First, MacKenzie says, you have to pay off any college debt. He says there are two ways to go about paying off student loans. You can choose a period of time in which you want to have the whole loan paid off and then figure out how much you will need to pay each month. Or, you can decide on a certain amount you can pay each month and then figure out how long it will take. After choosing a method, MacKenzie stresses, "You have to get started and stay with it."

He also emphasizes that recent graduates must stay within a budget.

"If you spend more than you're making, it will not take long before you have real financial problems," MacKenzie says. Overspending often happens when the recent graduate lacks a financial strategy.

"If a person went on a trip and they didn't have a map, it would take them a lot longer than if they had a map and a plan," MacKenzie explains.
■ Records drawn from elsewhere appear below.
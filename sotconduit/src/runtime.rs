//! ランタイム構築
//!
//! Wires configuration, topology store, buffered audit broker, audit
//! manager and identity resolver together, and hands out gatekeepers.

use std::sync::Arc;
use tracing::info;

use sotconduit_common::config::ConduitConfig;
use sotconduit_common::types::HierarchicalName;

use crate::audit::{AuditManager, AuditTrailSink, AuditWriterConfig, QueuedAuditBroker};
use crate::encoding::{Encoder, JsonEncoder};
use crate::error::GatekeeperResult;
use crate::gatekeeper::{Gatekeeper, SourceOfTruth};
use crate::topology::{IdentityResolver, TopologyStore};

/// Shared services of a running conduit
pub struct ConduitRuntime {
    config: ConduitConfig,
    resolver: Arc<IdentityResolver>,
    audit: Arc<AuditManager>,
}

impl ConduitRuntime {
    /// Build the runtime with the default JSON encoder
    ///
    /// Spawns the audit flush task, so it must be called from within a tokio
    /// runtime.
    pub fn new(
        config: ConduitConfig,
        store: Arc<dyn TopologyStore>,
        sink: Arc<dyn AuditTrailSink>,
    ) -> Self {
        Self::with_encoder(config, store, sink, Arc::new(JsonEncoder))
    }

    /// Build the runtime with a custom encoder
    pub fn with_encoder(
        config: ConduitConfig,
        store: Arc<dyn TopologyStore>,
        sink: Arc<dyn AuditTrailSink>,
        encoder: Arc<dyn Encoder>,
    ) -> Self {
        let broker = QueuedAuditBroker::new(sink, AuditWriterConfig::from(&config));
        let audit = AuditManager::from_config(Arc::new(broker), encoder, &config);
        let resolver = IdentityResolver::with_workshop(store, config.workshop_name.as_str());
        info!(
            workshop = %config.workshop_name,
            definer = %config.classification_definer,
            "Conduit runtime ready"
        );
        Self {
            config,
            resolver: Arc::new(resolver),
            audit: Arc::new(audit),
        }
    }

    /// 設定
    pub fn config(&self) -> &ConduitConfig {
        &self.config
    }

    /// 監査マネージャー
    pub fn audit(&self) -> &Arc<AuditManager> {
        &self.audit
    }

    /// IDリゾルバー
    pub fn resolver(&self) -> &Arc<IdentityResolver> {
        &self.resolver
    }

    /// Gatekeeper for `resource_type` at the configured default version
    pub async fn gatekeeper<S: SourceOfTruth + ?Sized>(
        &self,
        root: &HierarchicalName,
        resource_type: &str,
        source: Arc<S>,
    ) -> GatekeeperResult<Gatekeeper<S>> {
        Gatekeeper::initialise(
            root,
            resource_type,
            self.config.default_version.as_str(),
            &self.resolver,
            Arc::clone(&self.audit),
            source,
        )
        .await
    }
}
This trip without a map is how many young professionals navigate their finances, he says.

To avoid this, MacKenzie says, "You must pay yourself first." He explained that a young person has to "get into a habit of saving a certain percentage of everything you make."

MacKenzie says a nice start would be to save 10 percent of all after-tax earnings, but he also acknowledged that may be impossible for some graduates working on a tight budget. He stressed that recent graduates need to start with an amount they can maintain on a monthly basis. This payment to yourself each month can be treated like another bill, eventually providing a down payment on a house or car.

"Saving is habit forming," MacKenzie says. "Unfortunately, some recent graduates have begun to realize that not saving is also habit forming."

Mike Gennaria, MSJ '03, is the former Ohio Today Online graduate student writer. Joan Slattery Wall is assistant editor of Ohio Today.